'Combat Obscura' Review: A Corrective to Afghanistan War News

America's longest war has become background noise for a generation, though certainly not for the Afghans or the American soldiers involved. Even those in charge of the war profess uncertainty as to how to proceed, let alone bring an end to the 17-year occupation—in passing the torch, now-retired General Stanley McChrystal told Secretary of State Mike Pompeo that his best suggestion was "to keep a limited number of forces there and just kind of muddle along." That uncertainty enables shoulder-shrugging. We understand the war only in the broadest possible strokes, which, paradoxically, creates a pat certainty—the comfort of a set narrative and the vanity of a birds-eye view.

New documentary Combat Obscura depicts the war beneath the narratives, capturing the soldier's experience with an immediacy that explodes political abstraction, placing it in a more humanist and honest context. Ignoring sterilized geopolitics, Combat Obscura reveals the war's base state: violence between individuals, with the barest notions of moral causation formulated by unseen powers thousands of miles away. Combat Obscura is a context corrective to war in Afghanistan news, but also an experiential document worthy of its most obvious inspiration—Full Metal Jacket—and its co-writer, the war correspondent Michael Herr.

"Our job was to shoot and edit videos for the U.S. Marine Corps," the text opening Combat Obscura reads. "We filmed what they wanted, but then we kept shooting."

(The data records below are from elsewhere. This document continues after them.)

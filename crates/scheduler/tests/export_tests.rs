//! Round-trip tests over real search output.

use schedule_core::{Optimizer, ScheduleParams};
use scheduler::{read_csv, read_json, write_csv, write_json};

fn searched_schedule() -> schedule_core::Schedule {
    let params = ScheduleParams {
        courts: 2,
        breaks_per_player: 1,
        player_count: 10,
        rounds: 5,
        team_size: 2,
    };
    Optimizer::new(params, 10, 42)
        .expect("valid params")
        .run()
        .schedule
}

#[test]
fn csv_round_trip_of_a_search_winner() {
    let dir = tempfile::tempdir().unwrap();
    let path = dir.path().join("matches.csv");

    let schedule = searched_schedule();
    write_csv(&schedule, &path).unwrap();
    let restored = read_csv(&path).unwrap();

    assert_eq!(restored, schedule);
}

#[test]
fn json_round_trip_of_a_search_winner() {
    let dir = tempfile::tempdir().unwrap();
    let path = dir.path().join("schedule.json");

    let schedule = searched_schedule();
    write_json(&schedule, &path).unwrap();
    assert_eq!(read_json(&path).unwrap(), schedule);
}
//! Storage backend abstraction.
//!
//! The store only needs a key-value surface where a single `put` replaces a
//! value atomically. Device or browser bindings implement [`Backend`]
//! outside this crate.

use async_trait::async_trait;
use std::collections::BTreeMap;
use tokio::sync::RwLock;

/// Errors raised by a backend. The store passes them through unchanged.
#[derive(Debug, thiserror::Error)]
pub enum BackendError {
    #[error("IO error: {0}")]
    Io(#[from] std::io::Error),
    #[error("value for {key} is {size} bytes, backend limit is {limit}")]
    QuotaExceeded {
        key: String,
        size: usize,
        limit: usize,
    },
    #[error("backend unavailable: {0}")]
    Unavailable(String),
}

/// Transactional key-value storage.
#[async_trait]
pub trait Backend: Send + Sync + 'static {
    async fn get(&self, key: &str) -> Result<Option<Vec<u8>>, BackendError>;

    /// Replace the value under `key`. Readers see either the old or the new
    /// value, never a mix.
    async fn put(&self, key: &str, value: Vec<u8>) -> Result<(), BackendError>;

    /// Remove `key`. Removing a missing key succeeds.
    async fn delete(&self, key: &str) -> Result<(), BackendError>;

    /// Keys starting with `prefix` (all keys when `None`), sorted.
    async fn list_keys(&self, prefix: Option<&str>) -> Result<Vec<String>, BackendError>;

    /// Largest value the backend accepts, if it enforces one.
    fn size_ceiling(&self) -> Option<usize> {
        None
    }
}

/// In-memory backend, optionally with a per-value size ceiling.
#[derive(Debug, Default)]
pub struct MemoryBackend {
    entries: RwLock<BTreeMap<String, Vec<u8>>>,
    ceiling: Option<usize>,
}

impl MemoryBackend {
    pub fn new() -> Self {
        Self::default()
    }

    /// Reject values larger than `limit` bytes, like quota-bound device storage.
    pub fn with_size_ceiling(limit: usize) -> Self {
        Self {
            entries: RwLock::default(),
            ceiling: Some(limit),
        }
    }

    pub async fn len(&self) -> usize {
        self.entries.read().await.len()
    }

    pub async fn is_empty(&self) -> bool {
        self.entries.read().await.is_empty()
    }
}

#[async_trait]
impl Backend for MemoryBackend {
    async fn get(&self, key: &str) -> Result<Option<Vec<u8>>, BackendError> {
        Ok(self.entries.read().await.get(key).cloned())
    }

    async fn put(&self, key: &str, value: Vec<u8>) -> Result<(), BackendError> {
        if let Some(limit) = self.ceiling {
            if value.len() > limit {
                return Err(BackendError::QuotaExceeded {
                    key: key.to_string(),
                    size: value.len(),
                    limit,
                });
            }
        }
        self.entries.write().await.insert(key.to_string(), value);
        Ok(())
    }

    async fn delete(&self, key: &str) -> Result<(), BackendError> {
        self.entries.write().await.remove(key);
        Ok(())
    }

    async fn list_keys(&self, prefix: Option<&str>) -> Result<Vec<String>, BackendError> {
        let entries = self.entries.read().await;
        let prefix = prefix.unwrap_or("");
        Ok(entries
            .range(prefix.to_string()..)
            .map(|(key, _)| key)
            .take_while(|key| key.starts_with(prefix))
            .cloned()
            .collect())
    }

    fn size_ceiling(&self) -> Option<usize> {
        self.ceiling
    }
}

#[cfg(test)]
mod tests {
    use super::*;

    #[tokio::test]
    async fn memory_backend_crud() {
        let backend = MemoryBackend::new();
        assert!(backend.get("a").await.unwrap().is_none());

        backend.put("a", b"one".to_vec()).await.unwrap();
        backend.put("a", b"two".to_vec()).await.unwrap();
        assert_eq!(backend.get("a").await.unwrap().unwrap(), b"two");

        backend.delete("a").await.unwrap();
        backend.delete("a").await.unwrap();
        assert!(backend.is_empty().await);
    }

    #[tokio::test]
    async fn memory_backend_lists_by_prefix() {
        let backend = MemoryBackend::new();
        for key in ["world:b", "world:a", "backup:a:1", "meta:store"] {
            backend.put(key, Vec::new()).await.unwrap();
        }
        assert_eq!(
            backend.list_keys(Some("world:")).await.unwrap(),
            ["world:a", "world:b"]
        );
        assert_eq!(backend.list_keys(None).await.unwrap().len(), 4);
    }

    #[tokio::test]
    async fn memory_backend_enforces_ceiling() {
        let backend = MemoryBackend::with_size_ceiling(4);
        backend.put("k", vec![0; 4]).await.unwrap();
        let err = backend.put("k", vec![0; 5]).await.unwrap_err();
        assert!(matches!(err, BackendError::QuotaExceeded { size: 5, limit: 4, .. }));
        assert_eq!(backend.size_ceiling(), Some(4));
    }
}
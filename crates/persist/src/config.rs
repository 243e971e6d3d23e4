use serde::{Deserialize, Serialize};
use std::path::Path;
use std::time::Duration;
use worldvault_compress::{CompressionOptions, Preset, Strategy};

use crate::StoreError;

/// When saves go through the compression engine.
#[derive(Debug, Clone, Copy, Default, PartialEq, Eq, Serialize, Deserialize)]
#[serde(rename_all = "snake_case")]
pub enum CompressMode {
    Never,
    /// Only when the backend enforces a size ceiling.
    #[default]
    WhenLimited,
    Always,
}

/// Store configuration.
///
/// Every field is optional in YAML:
/// ```yaml
/// preset: batch
/// compress_on_save: always
/// sync_on_save: true
/// auto_save_interval_ms: 5000
/// ```
#[derive(Debug, Clone, PartialEq, Serialize, Deserialize)]
#[serde(default)]
pub struct StoreConfig {
    /// Options for the write path.
    pub compression: CompressionOptions,
    /// Named bundle that replaces `compression` when set.
    pub preset: Option<Preset>,
    pub compress_on_save: CompressMode,
    /// Options for `export_world(.., Compressed)`.
    pub export_compression: CompressionOptions,
    /// Passed through to save receipts for a sync layer to act on.
    pub sync_on_save: bool,
    pub auto_save_interval_ms: u64,
}

impl Default for StoreConfig {
    fn default() -> Self {
        Self {
            compression: CompressionOptions::default(),
            preset: None,
            compress_on_save: CompressMode::default(),
            export_compression: CompressionOptions::with_strategy(Strategy::Hybrid)
                .level(9)
                .threshold(0),
            sync_on_save: false,
            auto_save_interval_ms: 30_000,
        }
    }
}

impl StoreConfig {
    pub fn from_yaml_str(text: &str) -> Result<Self, StoreError> {
        serde_yaml::from_str(text).map_err(|e| StoreError::Config(e.to_string()))
    }

    pub fn from_path(path: impl AsRef<Path>) -> Result<Self, StoreError> {
        let path = path.as_ref();
        let text = std::fs::read_to_string(path)
            .map_err(|e| StoreError::Config(format!("{}: {e}", path.display())))?;
        Self::from_yaml_str(&text)
    }

    /// Options used when compressing on save.
    pub fn save_options(&self) -> CompressionOptions {
        self.preset.map(Preset::options).unwrap_or(self.compression)
    }

    pub fn auto_save_interval(&self) -> Duration {
        Duration::from_millis(self.auto_save_interval_ms.max(1))
    }

    /// Whether saves compress, given the backend's size ceiling.
    pub fn compresses_on_save(&self, ceiling: Option<usize>) -> bool {
        match self.compress_on_save {
            CompressMode::Never => false,
            CompressMode::WhenLimited => ceiling.is_some(),
            CompressMode::Always => true,
        }
    }
}
impl CompressionEngine {
    pub fn new() -> Self {
        Self::default()
    }

    /// Compress a document. Never fails: problems degrade to a `none` result.
    pub fn compress(&self, doc: &WorldState, options: &CompressionOptions) -> CompressionResult {
        let result = self.compress_untracked(doc, options);
        self.metrics.record(&result);
        result
    }

    /// Decode a result back into a document.
    pub fn decompress(&self, result: &CompressionResult) -> Result<Decompressed, CompressError> {
        let _span = tracing::debug_span!("decompress", algorithm = %result.algorithm).entered();
        let start = Instant::now();
        let bytes = result.algorithm.decode(&result.data)?;
        let data: WorldState = serde_json::from_slice(&bytes)
            .map_err(|e| CompressError::decompression(result.algorithm, e))?;
        Ok(Decompressed {
            data,
            duration: start.elapsed(),
        })
    }

    /// Like [`compress`](Self::compress), but runs on the blocking pool when
    /// `options.parallel` is set.
    pub async fn compress_async(
        self: &Arc<Self>,
        doc: WorldState,
        options: CompressionOptions,
    ) -> CompressionResult {
        if !options.parallel {
            return self.compress(&doc, &options);
        }
        let engine = Arc::clone(self);
        match tokio::task::spawn_blocking(move || engine.compress(&doc, &options)).await {
            Ok(result) => result,
            Err(err) if err.is_panic() => std::panic::resume_unwind(err.into_panic()),
            Err(err) => {
                tracing::warn!(%err, "compression task cancelled, storing nothing compressed");
                CompressionResult::new(
                    Algorithm::None,
                    0,
                    Vec::new(),
                    Duration::ZERO,
                    CompressionMetadata {
                        requested: options.strategy,
                        threshold: options.threshold,
                        ..Default::default()
                    },
                )
            }
        }
    }

    /// Async counterpart of [`decompress`](Self::decompress).
    pub async fn decompress_async(
        self: &Arc<Self>,
        result: CompressionResult,
        parallel: bool,
    ) -> Result<Decompressed, CompressError> {
        if !parallel {
            return self.decompress(&result);
        }
        let engine = Arc::clone(self);
        match tokio::task::spawn_blocking(move || engine.decompress(&result)).await {
            Ok(decoded) => decoded,
            Err(err) if err.is_panic() => std::panic::resume_unwind(err.into_panic()),
            Err(err) => Err(CompressError::Decompression {
                algorithm: Algorithm::None,
                reason: err.to_string(),
            }),
        }
    }

    /// Run every strategy against `doc` and rank the outcomes, best first.
    ///
    /// The bypass threshold is ignored so each strategy actually runs.
    /// Benchmark runs are not counted in the metrics.
    pub fn benchmark(
        &self,
        doc: &WorldState,
        strategies: &[Strategy],
        level: u8,
    ) -> Vec<BenchmarkEntry> {
        let _span = tracing::info_span!("benchmark", world = doc.id()).entered();
        let mut entries: Vec<BenchmarkEntry> = strategies
            .iter()
            .map(|&strategy| {
                let options = CompressionOptions {
                    strategy,
                    threshold: 0,
                    level,
                    parallel: false,
                };
                let result = self.compress_untracked(doc, &options);
                let score = score(&result);
                tracing::debug!(%strategy, algorithm = %result.algorithm, ratio = result.ratio, score, "benchmarked");
                BenchmarkEntry {
                    strategy,
                    result,
                    score,
                }
            })
            .collect();

        entries.sort_by(rank);
        entries
    }

    pub fn metrics(&self) -> CompressionMetrics {
        self.metrics.snapshot()
    }

    pub fn reset_metrics(&self) {
        self.metrics.reset();
    }

    fn compress_untracked(
        &self,
        doc: &WorldState,
        options: &CompressionOptions,
    ) -> CompressionResult {
        let _span = tracing::debug_span!("compress", world = doc.id()).entered();
        let start = Instant::now();
        let level = options.effective_level();
        let mut metadata = CompressionMetadata {
            requested: options.strategy,
            level: None,
            threshold: options.threshold,
            fallback: false,
        };

        let bytes = match canonical_bytes(doc) {
            Ok(bytes) => bytes,
            Err(err) => {
                tracing::warn!(%err, "world not serializable, returning empty uncompressed result");
                return CompressionResult::new(
                    Algorithm::None,
                    0,
                    Vec::new(),
                    start.elapsed(),
                    metadata,
                );
            }
        };
        let original_size = bytes.len();

        if original_size < options.threshold {
            tracing::trace!(original_size, threshold = options.threshold, "below threshold");
            return CompressionResult::new(
                Algorithm::None,
                original_size,
                bytes,
                start.elapsed(),
                metadata,
            );
        }

        let has_structure = !doc.elements.is_empty() || doc.has_timeline();
        let algorithm = Algorithm::resolve(options.strategy, has_structure);
        if algorithm.uses_level() {
            metadata.level = Some(level);
        }

        let encoded = match algorithm.encode(&bytes, level) {
            Ok(encoded) if algorithm == Algorithm::None || encoded.len() < original_size => {
                encoded
            }
            Ok(encoded) => {
                tracing::debug!(%algorithm, original_size, encoded = encoded.len(), "encoding did not shrink input");
                return fallback(bytes, metadata, start);
            }
            Err(err) => {
                tracing::warn!(%err, "encoder failed, keeping raw bytes");
                return fallback(bytes, metadata, start);
            }
        };

        let result =
            CompressionResult::new(algorithm, original_size, encoded, start.elapsed(), metadata);
        tracing::debug!(
            %algorithm,
            original_size,
            compressed_size = result.compressed_size,
            ratio = result.ratio,
            "compressed"
        );
        result
    }
}
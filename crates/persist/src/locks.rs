use std::collections::HashMap;
use std::sync::{Arc, Mutex, PoisonError};

use tokio::sync::{Mutex as AsyncMutex, OwnedMutexGuard};

/// One async mutex per key, created on demand and dropped when idle.
///
/// tokio's mutex queues waiters fairly, so writers to the same key proceed
/// in the order they asked for the lock.
#[derive(Debug, Default)]
pub(crate) struct KeyedLocks {
    table: Mutex<HashMap<String, Arc<AsyncMutex<()>>>>,
}

/// Held while a key is being written.
pub(crate) struct KeyGuard<'a> {
    locks: &'a KeyedLocks,
    key: String,
    guard: Option<OwnedMutexGuard<()>>,
}

impl KeyedLocks {
    pub(crate) async fn lock(&self, key: &str) -> KeyGuard<'_> {
        let mutex = {
            let mut table = self.table.lock().unwrap_or_else(PoisonError::into_inner);
            Arc::clone(table.entry(key.to_string()).or_default())
        };
        let guard = mutex.lock_owned().await;
        KeyGuard {
            locks: self,
            key: key.to_string(),
            guard: Some(guard),
        }
    }

    #[cfg(test)]
    fn live_keys(&self) -> usize {
        self.table
            .lock()
            .unwrap_or_else(PoisonError::into_inner)
            .len()
    }
}

impl Drop for KeyGuard<'_> {
    fn drop(&mut self) {
        let mut table = self
            .locks
            .table
            .lock()
            .unwrap_or_else(PoisonError::into_inner);
        drop(self.guard.take());
        // Only the table's own reference left: nobody holds or waits.
        if table
            .get(&self.key)
            .is_some_and(|mutex| Arc::strong_count(mutex) == 1)
        {
            table.remove(&self.key);
        }
    }
}

#[cfg(test)]
mod tests {
    use super::*;
    use std::time::Duration;

    #[tokio::test]
    async fn idle_keys_are_removed() {
        let locks = KeyedLocks::default();
        {
            let _a = locks.lock("a").await;
            let _b = locks.lock("b").await;
            assert_eq!(locks.live_keys(), 2);
        }
        assert_eq!(locks.live_keys(), 0);
    }

    #[tokio::test]
    async fn distinct_keys_do_not_block() {
        let locks = KeyedLocks::default();
        let _a = locks.lock("a").await;
        let b = tokio::time::timeout(Duration::from_millis(100), locks.lock("b")).await;
        assert!(b.is_ok());
    }

    #[tokio::test]
    async fn same_key_waiters_run_in_order() {
        let locks = Arc::new(KeyedLocks::default());
        let order = Arc::new(Mutex::new(Vec::new()));
        let first = locks.lock("k").await;

        let mut tasks = Vec::new();
        for i in 0..5 {
            let locks = Arc::clone(&locks);
            let order = Arc::clone(&order);
            tasks.push(tokio::spawn(async move {
                let _guard = locks.lock("k").await;
                order.lock().unwrap().push(i);
            }));
            // Let the task enqueue before spawning the next one.
            tokio::task::yield_now().await;
        }

        drop(first);
        for task in tasks {
            task.await.unwrap();
        }
        assert_eq!(*order.lock().unwrap(), vec![0, 1, 2, 3, 4]);
        assert_eq!(locks.live_keys(), 0);
    }
}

As a Lance Corporal in the 1st Battalion, 6th Marine Regiment, Combat Obscura director Miles Lagoze captures astoundingly complex situations in the field—often simultaneously harrowing and tedious. But just as much of the documentary is about young men blowing off steam: They smoke a lot of marijuana, wrestle, joke around, do kid things. It's not really shocking—it's about what you'd expect of young men under the pressures they're under—but it upends the discipline, self-actualization and maturity on display in military recruitment commercials.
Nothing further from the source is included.